Harmonization has been a key advocacy initiative for AACC over several years, and the association has made it a priority in regular visits to Capitol Hill, most notably in close collaboration with Rep. Kevin Yoder (R-KS), a crucial member of the House Appropriations Committee. This success in the 2017 spending bill builds on an earlier 2014 AACC-backed congressional recommendation that urged CDC to partner with the private sector in harmonizing clinical laboratory test results.

AACC members can participate in this effort by contacting their own members of Congress using Laboratory Voice on www.myadlm.org. This feature allows users to quickly look up their representatives by ZIP code and send a message. 

Health Spending to Reach 20% of GDP by 2025

Total healthcare spending will grow at about 5.8% annually over 2015–2025, according to a new report from the Centers for Medicare and Medicaid Services (CMS). That rate is lower than the average over the previous two decades before 2008, which was nearly 8%.

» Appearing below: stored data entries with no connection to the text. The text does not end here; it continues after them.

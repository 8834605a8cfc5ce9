use std::time::Duration;
use tracing::warn;

use crate::error::{AnalysisError, CoreError, DatabaseError, ErrorContext, Result};

/// Run `f` until it succeeds, fails with a non-transient error or has been
/// tried `max_attempts` times. A storage error still transient after the
/// last attempt becomes a `TransientStorageFailure` carrying `context`.
pub fn retry_transient<T, F>(
    max_attempts: u32,
    backoff: Duration,
    context: &ErrorContext,
    mut f: F,
) -> Result<T>
where
    F: FnMut() -> Result<T>,
{
    let mut attempt = 1;
    loop {
        match f() {
            Ok(value) => return Ok(value),
            Err(err) if err.is_transient() && attempt < max_attempts => {
                warn!(
                    machine_id = context.machine_id,
                    attempt,
                    error = %err,
                    "transient storage failure, retrying"
                );
                std::thread::sleep(backoff * attempt);
                attempt += 1;
            }
            Err(CoreError::Database(source)) if source.is_transient() => {
                return Err(AnalysisError::TransientStorageFailure {
                    context: context.clone(),
                    source,
                }
                .into())
            }
            Err(err) => return Err(err),
        }
    }
}

/// Whether `err` must stop the worker instead of failing one modification.
pub(crate) fn is_fatal(err: &CoreError) -> bool {
    err.is_transient()
        || matches!(
            err,
            CoreError::Analysis(AnalysisError::InvariantViolation { .. })
                | CoreError::Database(DatabaseError::Poisoned)
        )
}

#[cfg(test)]
mod tests {
    use super::*;

    fn locked() -> CoreError {
        rusqlite::Error::SqliteFailure(
            rusqlite::ffi::Error::new(rusqlite::ffi::SQLITE_BUSY),
            None,
        )
        .into()
    }

    #[test]
    fn succeeds_after_a_transient_failure() {
        let mut calls = 0;
        let value = retry_transient(3, Duration::ZERO, &ErrorContext::machine(1), || {
            calls += 1;
            if calls < 2 {
                Err(locked())
            } else {
                Ok(calls)
            }
        })
        .unwrap();
        assert_eq!(value, 2);
    }

    #[test]
    fn gives_up_with_a_transient_storage_failure() {
        let mut calls = 0;
        let err = retry_transient::<(), _>(2, Duration::ZERO, &ErrorContext::machine(4), || {
            calls += 1;
            Err(locked())
        })
        .unwrap_err();
        assert_eq!(calls, 2);
        match err {
            CoreError::Analysis(AnalysisError::TransientStorageFailure { context, source }) => {
                assert_eq!(context.machine_id, 4);
                assert!(matches!(source, DatabaseError::Busy));
            }
            other => panic!("unexpected error: {other}"),
        }
    }

    #[test]
    fn other_errors_are_not_retried() {
        let mut calls = 0;
        let err = retry_transient::<(), _>(5, Duration::ZERO, &ErrorContext::machine(1), || {
            calls += 1;
            Err(CoreError::Custom("bad".into()))
        })
        .unwrap_err();
        assert_eq!(calls, 1);
        assert!(!is_fatal(&err));
    }
}
use super::database::{
    format_opt_ts, format_ts, from_json, parse_opt_ts, parse_ts, to_json, Database,
};
use crate::model::{
    AutoSequence, Fact, Machine, MachineMode, MachineStatus, ModeCatalog, ModeCategory,
};
use crate::timeline::{KindAttributes, Slot, SlotChange, SlotKind, TimeRange};

fn row_to_fact(row: &rusqlite::Row) -> Result<Fact, rusqlite::Error> {
    let begin: String = row.get(2)?;
    let end: Option<String> = row.get(3)?;
    Ok(Fact {
        id: row.get(0)?,
        machine_id: row.get(1)?,
        range: TimeRange {
            begin: parse_ts(2, &begin)?,
            end: parse_opt_ts(3, end)?,
        },
        mode_id: row.get(4)?,
    })
}

fn row_to_auto_sequence(row: &rusqlite::Row) -> Result<AutoSequence, rusqlite::Error> {
    let begin: String = row.get(3)?;
    let end: Option<String> = row.get(4)?;
    Ok(AutoSequence {
        id: row.get(0)?,
        machine_id: row.get(1)?,
        module_id: row.get(2)?,
        range: TimeRange {
            begin: parse_ts(3, &begin)?,
            end: parse_opt_ts(4, end)?,
        },
        sequence: row.get(5)?,
    })
}

fn row_to_slot<A: KindAttributes>(row: &rusqlite::Row) -> Result<Slot<A>, rusqlite::Error> {
    let begin: String = row.get(0)?;
    let end: Option<String> = row.get(1)?;
    let attributes: String = row.get(2)?;
    Ok(Slot::new(
        TimeRange {
            begin: parse_ts(0, &begin)?,
            end: parse_opt_ts(1, end)?,
        },
        from_json(2, &attributes)?,
    ))
}

fn row_to_status(row: &rusqlite::Row) -> Result<MachineStatus, rusqlite::Error> {
    let source: String = row.get(6)?;
    let updated_at: String = row.get(11)?;
    Ok(MachineStatus {
        machine_id: row.get(0)?,
        mode_id: row.get(1)?,
        observation_state: row.get(2)?,
        shift: row.get(3)?,
        machine_state_template: row.get(4)?,
        reason: row.get(5)?,
        reason_source: from_json(6, &source)?,
        reason_score: row.get(7)?,
        auto_reason_number: row.get(8)?,
        reason_slot_end: parse_opt_ts(9, row.get(9)?)?,
        consolidation_limit: parse_opt_ts(10, row.get(10)?)?,
        updated_at: parse_ts(11, &updated_at)?,
    })
}

const FACT_COLUMNS: &str = "id, machine_id, begin_at, end_at, mode_id";
const AUTO_SEQUENCE_COLUMNS: &str = "id, machine_id, module_id, begin_at, end_at, sequence";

The CMS report found that in 2015, the growth of medical prices continued to be low, about 5.5%, helping to restrain overall health spending growth. Overall, national health expenditures are estimated to have reached $3.2 trillion in 2015. Hospital prices increased by 0.9% while price growth in physician services fell by 1.1%.

In the future, health spending is projected to grow 1.3 percentage points faster than gross domestic product (GDP) per year from 2015–2025. This means that spending on healthcare will comprise 20.1% of GDP by 2025, up from 17.5% in 2014.

Even as the report projects that the cost of healthcare will grow, it predicts that the share of health expenses that Americans pay out-of-pocket will decline from 10.9% in 2014 to 9.9% in 2025. Also during this time period the insured share of the population will continue to rise from 89% in 2014 to 92% by 2025.

Looking only at Medicare, the report estimates that 2015 expenditures were $647.3 billion, a 4.6% increase from 2014. Increased enrollment partly drove this increase, the report found. However, per-enrollee costs are estimated to have increased by only 2.4%, the same as the previous year, continuing the recent trend of low per-enrollee cost increases.